From: Craig Ringer <ringerc(at)ringerc(dot)id(dot)au>
To: Tom Lane <tgl(at)sss(dot)pgh(dot)pa(dot)us>
Cc: raghu ram <raghuchennuru(at)gmail(dot)com>, pgsql-admin(at)postgresql(dot)org, pgsql-general <pgsql-general(at)postgresql(dot)org>
Subject: Re: [ADMIN] Streaming Replication Server Crash
Date: 2012-10-23 05:03:33
Message-ID: 50862525.5060904@ringerc.id.au
Views: Raw Message | Whole Thread | Download mbox | Resend email
Thread:
Lists: pgsql-admin pgsql-general

On 10/22/2012 08:52 PM, Tom Lane wrote:
> Craig Ringer <ringerc(at)ringerc(dot)id(dot)au> writes:
>> On 10/19/2012 04:40 PM, raghu ram wrote:
>>> 2012-10-19 12:26:46 IST [1338]: [18-1] user=,db= LOG: server process
>>> (PID 15565) was terminated by signal 10
>
>> That's odd. SIGUSR1 (signal 10) shouldn't terminate PostgreSQL.
>
>> Was the server intentionally sent SIGUSR1 by an admin? Do you know what
>> triggered the signal?
>
> SIGUSR1 is used for all sorts of internal cross-process signaling
> purposes. There's no need to hypothesize any external force sending
> it; if somebody had broken a PG process's signal handling setup for
> SIGUSR1, a crash of this sort could be expected in short order.
>
> But having said that, are we sure 10 is SIGUSR1 on the OP's platform?
> AFAIK, that signal number is not at all compatible across different
> flavors of Unix. (I see SIGUSR1 is 30 on OS X for instance.)

Gah. I incorrectly though that POSIX specified signal *numbers*, not
just names. That does not appear to actually be the case. Thanks.
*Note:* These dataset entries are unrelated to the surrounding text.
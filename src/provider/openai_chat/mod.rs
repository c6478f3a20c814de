//! OpenAI Chat Completions (`/v1/chat/completions`) and compatible vendors.

mod error;
mod provider;
mod request;
mod response;
mod stream;
mod types;

pub use provider::{OpenAiChatProvider, OpenAiCompatible};

pub(crate) use error::openai_error_parser;
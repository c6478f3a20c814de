use std::collections::HashMap;
use std::sync::Arc;

use async_trait::async_trait;
use serde::{Deserialize, Serialize};

use crate::error::TornadoError;
use crate::http::{DynHttpTransport, ensure_success, parse_json, post_json_with_headers};
use crate::provider::openai_chat::openai_error_parser;
use crate::provider::versioned_endpoint;

const PROVIDER: &str = "openai_embeddings";
const DEFAULT_BASE_URL: &str = "https://api.openai.com";
const DEFAULT_MODEL: &str = "text-embedding-3-small";

/// Turns text into dense vectors.
#[async_trait]
pub trait Embedder: Send + Sync {
    /// One vector per input, in input order.
    async fn embed_batch(&self, texts: &[&str]) -> Result<Vec<Vec<f32>>, TornadoError>;

    async fn embed(&self, text: &str) -> Result<Vec<f32>, TornadoError> {
        self.embed_batch(&[text])
            .await?
            .into_iter()
            .next()
            .ok_or_else(|| TornadoError::provider(self.name(), "no embedding returned"))
    }

    fn dimensions(&self) -> usize;

    fn name(&self) -> &'static str;
}

pub type SharedEmbedder = Arc<dyn Embedder>;

/// OpenAI `/v1/embeddings` client.
pub struct OpenAiEmbedder {
    transport: DynHttpTransport,
    base_url: String,
    api_key: String,
    model: String,
    /// Requested output size; `None` uses the model's native size.
    requested_dimensions: Option<usize>,
}

impl OpenAiEmbedder {
    pub fn new(transport: DynHttpTransport, api_key: impl Into<String>) -> Self {
        Self {
            transport,
            base_url: DEFAULT_BASE_URL.to_string(),
            api_key: api_key.into(),
            model: DEFAULT_MODEL.to_string(),
            requested_dimensions: None,
        }
    }

    pub fn with_base_url(mut self, base_url: impl Into<String>) -> Self {
        self.base_url = base_url.into();
        self
    }

    pub fn with_model(mut self, model: impl Into<String>) -> Self {
        self.model = model.into();
        self
    }

    /// Shortens `text-embedding-3-*` output to `dimensions`.
    pub fn with_dimensions(mut self, dimensions: usize) -> Self {
        self.requested_dimensions = Some(dimensions);
        self
    }

    pub fn endpoint(&self) -> String {
        versioned_endpoint(&self.base_url, "v1", "embeddings")
    }
}

#[derive(Debug, Serialize)]
struct EmbeddingRequest<'a> {
    model: &'a str,
    input: &'a [&'a str],
    #[serde(skip_serializing_if = "Option::is_none")]
    dimensions: Option<usize>,
}

#[derive(Debug, Deserialize)]
struct EmbeddingResponse {
    data: Vec<EmbeddingData>,
}

#[derive(Debug, Deserialize)]
struct EmbeddingData {
    index: usize,
    embedding: Vec<f32>,
}

#[async_trait]
impl Embedder for OpenAiEmbedder {
    async fn embed_batch(&self, texts: &[&str]) -> Result<Vec<Vec<f32>>, TornadoError> {
        if texts.is_empty() {
            return Ok(Vec::new());
        }
        let body = EmbeddingRequest {
            model: &self.model,
            input: texts,
            dimensions: self.requested_dimensions,
        };
        let headers = HashMap::from([(
            "Authorization".to_string(),
            format!("Bearer {}", self.api_key),
        )]);
        let endpoint = self.endpoint();
        tracing::debug!(provider = PROVIDER, model = %self.model, inputs = texts.len(), "embedding batch");
        let response =
            post_json_with_headers(self.transport.as_ref(), &endpoint, headers, &body).await?;
        let text = ensure_success(response, openai_error_parser(PROVIDER))?;
        let mut parsed: EmbeddingResponse = parse_json(PROVIDER, &text)?;

        if parsed.data.len() != texts.len() {
            return Err(TornadoError::provider(
                PROVIDER,
                format!(
                    "expected {} embeddings, received {}",
                    texts.len(),
                    parsed.data.len()
                ),
            ));
        }
        parsed.data.sort_by_key(|item| item.index);
        Ok(parsed.data.into_iter().map(|item| item.embedding).collect())
    }

    fn dimensions(&self) -> usize {
        if let Some(dimensions) = self.requested_dimensions {
            return dimensions;
        }
        match self.model.as_str() {
            "text-embedding-3-large" => 3072,
            _ => 1536,
        }
    }

    fn name(&self) -> &'static str {
        PROVIDER
    }
}
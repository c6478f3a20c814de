use std::time::Duration;

use serde::Deserialize;

use crate::error::{TornadoError, classify_http_error};

use super::types::AnthropicErrorBody;

const PROVIDER: &str = "anthropic_messages";

/// Classifies an Anthropic `{"type":"error","error":{...}}` body.
pub(crate) fn parse_anthropic_error(
    status: u16,
    body: &str,
    retry_after: Option<Duration>,
) -> TornadoError {
    #[derive(Deserialize)]
    struct ErrorEnvelope {
        error: Option<AnthropicErrorBody>,
    }

    match serde_json::from_str::<ErrorEnvelope>(body) {
        Ok(ErrorEnvelope {
            error: Some(AnthropicErrorBody {
                kind,
                message: Some(message),
            }),
        }) => classify_http_error(PROVIDER, status, message, kind.as_deref(), retry_after),
        _ => TornadoError::Provider {
            provider: PROVIDER,
            message: format!("status {status}: {body}"),
        },
    }
}

/// Maps an in-stream `error` event to the HTTP status the same failure would
/// carry on a regular response.
pub(crate) fn stream_error(error: AnthropicErrorBody) -> TornadoError {
    let status = match error.kind.as_deref() {
        Some("invalid_request_error") => 400,
        Some("authentication_error") => 401,
        Some("permission_error") => 403,
        Some("not_found_error") => 404,
        Some("request_too_large") => 413,
        Some("rate_limit_error") => 429,
        Some("overloaded_error") => 529,
        _ => 500,
    };
    let message = error
        .message
        .unwrap_or_else(|| "stream error without message".to_string());
    classify_http_error(PROVIDER, status, message, error.kind.as_deref(), None)
}
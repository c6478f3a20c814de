use std::collections::HashMap;

use serde::Serialize;
use serde::de::DeserializeOwned;

use crate::error::TornadoError;
use crate::http::{
    DynHttpTransport, HttpBodyStream, delete_with_headers, ensure_stream_success, ensure_success,
    get_with_headers, parse_json, post_json_stream_with_headers, post_json_with_headers,
};
use crate::provider::openai_chat::openai_error_parser;
use crate::provider::versioned_endpoint;

use super::streaming::{RunEventStream, run_event_stream};
use super::types::{
    Assistant, CreateAssistantRequest, CreateMessageRequest, CreateRunRequest, CreateThreadRequest,
    DeletionStatus, ListQuery, ListResponse, ModifyAssistantRequest, Run, RunStep,
    SubmitToolOutputsRequest, Thread, ThreadMessage, ToolOutput,
};

pub(crate) const PROVIDER: &str = "openai_assistants";
const DEFAULT_BASE_URL: &str = "https://api.openai.com";

/// Authenticated access to the OpenAI REST API, shared by the Assistants
/// and Threads endpoints. Every request carries `OpenAI-Beta: assistants=v2`.
#[derive(Clone)]
pub struct OpenAiConnection {
    transport: DynHttpTransport,
    base_url: String,
    api_key: String,
    organization: Option<String>,
    project: Option<String>,
}

impl OpenAiConnection {
    pub fn new(transport: DynHttpTransport, api_key: impl Into<String>) -> Self {
        Self {
            transport,
            base_url: DEFAULT_BASE_URL.to_string(),
            api_key: api_key.into(),
            organization: None,
            project: None,
        }
    }

    pub fn with_base_url(mut self, base_url: impl Into<String>) -> Self {
        self.base_url = base_url.into();
        self
    }

    pub fn with_organization(mut self, organization: impl Into<String>) -> Self {
        self.organization = Some(organization.into());
        self
    }

    pub fn with_project(mut self, project: impl Into<String>) -> Self {
        self.project = Some(project.into());
        self
    }

    fn url(&self, path: &str) -> String {
        versioned_endpoint(&self.base_url, "v1", path)
    }

    fn headers(&self) -> HashMap<String, String> {
        let mut headers = HashMap::new();
        headers.insert("Authorization".to_string(), format!("Bearer {}", self.api_key));
        headers.insert("OpenAI-Beta".to_string(), "assistants=v2".to_string());
        if let Some(org) = &self.organization {
            headers.insert("OpenAI-Organization".to_string(), org.clone());
        }
        if let Some(project) = &self.project {
            headers.insert("OpenAI-Project".to_string(), project.clone());
        }
        headers
    }

    pub(crate) async fn get_json<T: DeserializeOwned>(&self, path: &str) -> Result<T, TornadoError> {
        self.get_url(self.url(path)).await
    }

    /// GET on a list endpoint with cursor pagination.
    pub(crate) async fn get_list<T: DeserializeOwned>(
        &self,
        path: &str,
        query: &ListQuery,
    ) -> Result<T, TornadoError> {
        self.get_url(query.apply_to(&self.url(path))?).await
    }

    async fn get_url<T: DeserializeOwned>(&self, url: String) -> Result<T, TornadoError> {
        tracing::debug!(provider = PROVIDER, url = %url, "GET");
        let response = get_with_headers(self.transport.as_ref(), url, self.headers()).await?;
        let text = ensure_success(response, openai_error_parser(PROVIDER))?;
        parse_json(PROVIDER, &text)
    }

    pub(crate) async fn post_json<B: Serialize, T: DeserializeOwned>(
        &self,
        path: &str,
        body: &B,
    ) -> Result<T, TornadoError> {
        let url = self.url(path);
        tracing::debug!(provider = PROVIDER, url = %url, "POST");
        let response =
            post_json_with_headers(self.transport.as_ref(), url, self.headers(), body).await?;
        let text = ensure_success(response, openai_error_parser(PROVIDER))?;
        parse_json(PROVIDER, &text)
    }

    pub(crate) async fn delete_json<T: DeserializeOwned>(&self, path: &str) -> Result<T, TornadoError> {
        let url = self.url(path);
        tracing::debug!(provider = PROVIDER, url = %url, "DELETE");
        let response = delete_with_headers(self.transport.as_ref(), url, self.headers()).await?;
        let text = ensure_success(response, openai_error_parser(PROVIDER))?;
        parse_json(PROVIDER, &text)
    }

    pub(crate) async fn post_stream<B: Serialize>(
        &self,
        path: &str,
        body: &B,
    ) -> Result<HttpBodyStream, TornadoError> {
        let url = self.url(path);
        tracing::debug!(provider = PROVIDER, url = %url, "POST (stream)");
        let response =
            post_json_stream_with_headers(self.transport.as_ref(), url, self.headers(), body)
                .await?;
        let response = ensure_stream_success(response, openai_error_parser(PROVIDER)).await?;
        Ok(response.body)
    }
}

/// Rejects ids that would produce a malformed path.
fn require_id<'a>(field: &str, id: &'a str) -> Result<&'a str, TornadoError> {
    if id.is_empty() || id.contains('/') {
        Err(TornadoError::validation(format!("invalid {field}: {id:?}")))
    } else {
        Ok(id)
    }
}

/// `/v1/assistants`.
#[derive(Clone)]
pub struct AssistantsEndpoint {
    connection: OpenAiConnection,
}

impl AssistantsEndpoint {
    pub fn new(connection: OpenAiConnection) -> Self {
        Self { connection }
    }

    pub async fn create(&self, request: &CreateAssistantRequest) -> Result<Assistant, TornadoError> {
        self.connection.post_json("assistants", request).await
    }

    pub async fn retrieve(&self, assistant_id: &str) -> Result<Assistant, TornadoError> {
        let id = require_id("assistant_id", assistant_id)?;
        self.connection.get_json(&format!("assistants/{id}")).await
    }

    pub async fn list(&self, query: &ListQuery) -> Result<ListResponse<Assistant>, TornadoError> {
        self.connection.get_list("assistants", query).await
    }

    pub async fn modify(
        &self,
        assistant_id: &str,
        request: &ModifyAssistantRequest,
    ) -> Result<Assistant, TornadoError> {
        let id = require_id("assistant_id", assistant_id)?;
        self.connection
            .post_json(&format!("assistants/{id}"), request)
            .await
    }

    pub async fn delete(&self, assistant_id: &str) -> Result<DeletionStatus, TornadoError> {
        let id = require_id("assistant_id", assistant_id)?;
        self.connection.delete_json(&format!("assistants/{id}")).await
    }
}

/// `/v1/threads` with its messages, runs and run steps.
#[derive(Clone)]
pub struct ThreadsEndpoint {
    connection: OpenAiConnection,
}

impl ThreadsEndpoint {
    pub fn new(connection: OpenAiConnection) -> Self {
        Self { connection }
    }

    pub async fn create_thread(&self, request: &CreateThreadRequest) -> Result<Thread, TornadoError> {
        self.connection.post_json("threads", request).await
    }

    pub async fn retrieve_thread(&self, thread_id: &str) -> Result<Thread, TornadoError> {
        let id = require_id("thread_id", thread_id)?;
        self.connection.get_json(&format!("threads/{id}")).await
    }

    pub async fn delete_thread(&self, thread_id: &str) -> Result<DeletionStatus, TornadoError> {
        let id = require_id("thread_id", thread_id)?;
        self.connection.delete_json(&format!("threads/{id}")).await
    }

    pub async fn create_message(
        &self,
        thread_id: &str,
        request: &CreateMessageRequest,
    ) -> Result<ThreadMessage, TornadoError> {
        let id = require_id("thread_id", thread_id)?;
        self.connection
            .post_json(&format!("threads/{id}/messages"), request)
            .await
    }

    pub async fn list_messages(
        &self,
        thread_id: &str,
        query: &ListQuery,
    ) -> Result<ListResponse<ThreadMessage>, TornadoError> {
        let id = require_id("thread_id", thread_id)?;
        self.connection
            .get_list(&format!("threads/{id}/messages"), query)
            .await
    }

    pub async fn retrieve_message(
        &self,
        thread_id: &str,
        message_id: &str,
    ) -> Result<ThreadMessage, TornadoError> {
        let id = require_id("thread_id", thread_id)?;
        let message_id = require_id("message_id", message_id)?;
        self.connection
            .get_json(&format!("threads/{id}/messages/{message_id}"))
            .await
    }

    pub async fn create_run(
        &self,
        thread_id: &str,
        request: &CreateRunRequest,
    ) -> Result<Run, TornadoError> {
        let id = require_id("thread_id", thread_id)?;
        let mut request = request.clone();
        request.stream = None;
        self.connection
            .post_json(&format!("threads/{id}/runs"), &request)
            .await
    }

    pub async fn retrieve_run(&self, thread_id: &str, run_id: &str) -> Result<Run, TornadoError> {
        let path = run_path(thread_id, run_id, "")?;
        self.connection.get_json(&path).await
    }

    pub async fn cancel_run(&self, thread_id: &str, run_id: &str) -> Result<Run, TornadoError> {
        let path = run_path(thread_id, run_id, "/cancel")?;
        self.connection
            .post_json(&path, &serde_json::json!({}))
            .await
    }

    pub async fn list_run_steps(
        &self,
        thread_id: &str,
        run_id: &str,
        query: &ListQuery,
    ) -> Result<ListResponse<RunStep>, TornadoError> {
        let path = run_path(thread_id, run_id, "/steps")?;
        self.connection.get_list(&path, query).await
    }

    pub async fn submit_tool_outputs(
        &self,
        thread_id: &str,
        run_id: &str,
        outputs: &[ToolOutput],
    ) -> Result<Run, TornadoError> {
        let path = run_path(thread_id, run_id, "/submit_tool_outputs")?;
        let body = SubmitToolOutputsRequest {
            tool_outputs: outputs,
            stream: None,
        };
        self.connection.post_json(&path, &body).await
    }

    /// Creates a run with `stream: true` and returns its typed event stream.
    pub async fn stream_run(
        &self,
        thread_id: &str,
        request: &CreateRunRequest,
    ) -> Result<RunEventStream, TornadoError> {
        let id = require_id("thread_id", thread_id)?;
        let mut request = request.clone();
        request.stream = Some(true);
        let body = self
            .connection
            .post_stream(&format!("threads/{id}/runs"), &request)
            .await?;
        Ok(run_event_stream(body))
    }

    /// Submits tool outputs and continues the run as a stream.
    pub async fn submit_tool_outputs_stream(
        &self,
        thread_id: &str,
        run_id: &str,
        outputs: &[ToolOutput],
    ) -> Result<RunEventStream, TornadoError> {
        let path = run_path(thread_id, run_id, "/submit_tool_outputs")?;
        let body = SubmitToolOutputsRequest {
            tool_outputs: outputs,
            stream: Some(true),
        };
        let body = self.connection.post_stream(&path, &body).await?;
        Ok(run_event_stream(body))
    }
}

fn run_path(thread_id: &str, run_id: &str, suffix: &str) -> Result<String, TornadoError> {
    let thread_id = require_id("thread_id", thread_id)?;
    let run_id = require_id("run_id", run_id)?;
    Ok(format!("threads/{thread_id}/runs/{run_id}{suffix}"))
}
A bit of searching suggests that on Solaris/SunOS, signal 10 is SIGBUS:

http://www.s-gms.ms.edus.si/cgi-bin/man-cgi?signal+3HEAD
http://docs.oracle.com/cd/E23824_01/html/821-1464/signal-3head.html

... which tends to suggest an entirely different interpretation than
"someone broke a signal hander":

https://blogs.oracle.com/peteh/entry/sigbus_versus_sigsegv_according_to

such as:

- Bad mmap()ed read
- alignment error
- hardware fault

so it's not immensely different to a segfault in that it can be caused
by errors in hardware, OS, or applications.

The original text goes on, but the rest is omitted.